DATA TO PROCESS —
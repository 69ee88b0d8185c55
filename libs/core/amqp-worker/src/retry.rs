//! Retry ceiling and requeue strategy

use crate::config::MAX_RETRIES;
use crate::error::QueueError;
use serde::Serialize;
use std::fmt;
use std::str::FromStr;

/// Outcome for a failed delivery
#[derive(Debug, Clone, Copy, PartialEq, Eq)]
pub enum RetryDecision {
    /// Return the message to the queue
    Requeue,
    /// Reject without requeue (dropped, or routed to the DLX)
    DeadLetter,
}

/// Bounded retry based on the `x-retry-count` header
#[derive(Debug, Clone, Copy, PartialEq, Eq)]
pub struct RetryPolicy {
    max_retries: u32,
}

impl RetryPolicy {
    pub fn new(max_retries: u32) -> Self {
        Self { max_retries }
    }

    pub fn max_retries(&self) -> u32 {
        self.max_retries
    }

    /// `retry_count < max_retries` requeues, anything else dead-letters.
    pub fn decide(&self, retry_count: u32) -> RetryDecision {
        if retry_count < self.max_retries {
            RetryDecision::Requeue
        } else {
            RetryDecision::DeadLetter
        }
    }
}

impl Default for RetryPolicy {
    fn default() -> Self {
        Self::new(MAX_RETRIES)
    }
}

/// How a requeue is carried out
#[derive(Debug, Clone, Copy, Default, PartialEq, Eq, Serialize)]
#[serde(rename_all = "snake_case")]
pub enum RequeueMode {
    /// `basic.nack(requeue = true)`; the broker redelivers the same message
    #[default]
    Nack,
    /// Publish a copy with `x-retry-count + 1`, then ack the original
    Republish,
}

impl RequeueMode {
    pub fn as_str(&self) -> &'static str {
        match self {
            RequeueMode::Nack => "nack",
            RequeueMode::Republish => "republish",
        }
    }
}

impl fmt::Display for RequeueMode {
    fn fmt(&self, f: &mut fmt::Formatter<'_>) -> fmt::Result {
        f.write_str(self.as_str())
    }
}

impl FromStr for RequeueMode {
    type Err = QueueError;

    fn from_str(s: &str) -> Result<Self, Self::Err> {
        match s.trim().to_ascii_lowercase().as_str() {
            "nack" => Ok(RequeueMode::Nack),
            "republish" => Ok(RequeueMode::Republish),
            other => Err(QueueError::Config(format!("unknown requeue mode '{}'", other))),
        }
    }
}

#[cfg(test)]
mod tests {
    use super::*;

    #[test]
    fn test_requeue_below_ceiling() {
        let policy = RetryPolicy::default();
        assert_eq!(policy.max_retries(), 3);
        assert_eq!(policy.decide(0), RetryDecision::Requeue);
        assert_eq!(policy.decide(1), RetryDecision::Requeue);
        assert_eq!(policy.decide(MAX_RETRIES - 1), RetryDecision::Requeue);
    }

    #[test]
    fn test_dead_letter_at_or_above_ceiling() {
        let policy = RetryPolicy::default();
        assert_eq!(policy.decide(MAX_RETRIES), RetryDecision::DeadLetter);
        assert_eq!(policy.decide(MAX_RETRIES + 5), RetryDecision::DeadLetter);
    }

    #[test]
    fn test_zero_retries_dead_letters_immediately() {
        assert_eq!(RetryPolicy::new(0).decide(0), RetryDecision::DeadLetter);
    }

    #[test]
    fn test_requeue_mode_parse() {
        assert_eq!("nack".parse::<RequeueMode>().unwrap(), RequeueMode::Nack);
        assert_eq!(" Republish ".parse::<RequeueMode>().unwrap(), RequeueMode::Republish);
        assert!("drop".parse::<RequeueMode>().is_err());
        assert_eq!(RequeueMode::default(), RequeueMode::Nack);
    }
}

PROMPT —
What lines in the data hold the word "unwrap"? Return them.

PROBLEM SOLUTION —
        assert_eq!("nack".parse::<RequeueMode>().unwrap(), RequeueMode::Nack);
        assert_eq!(" Republish ".parse::<RequeueMode>().unwrap(), RequeueMode::Republish);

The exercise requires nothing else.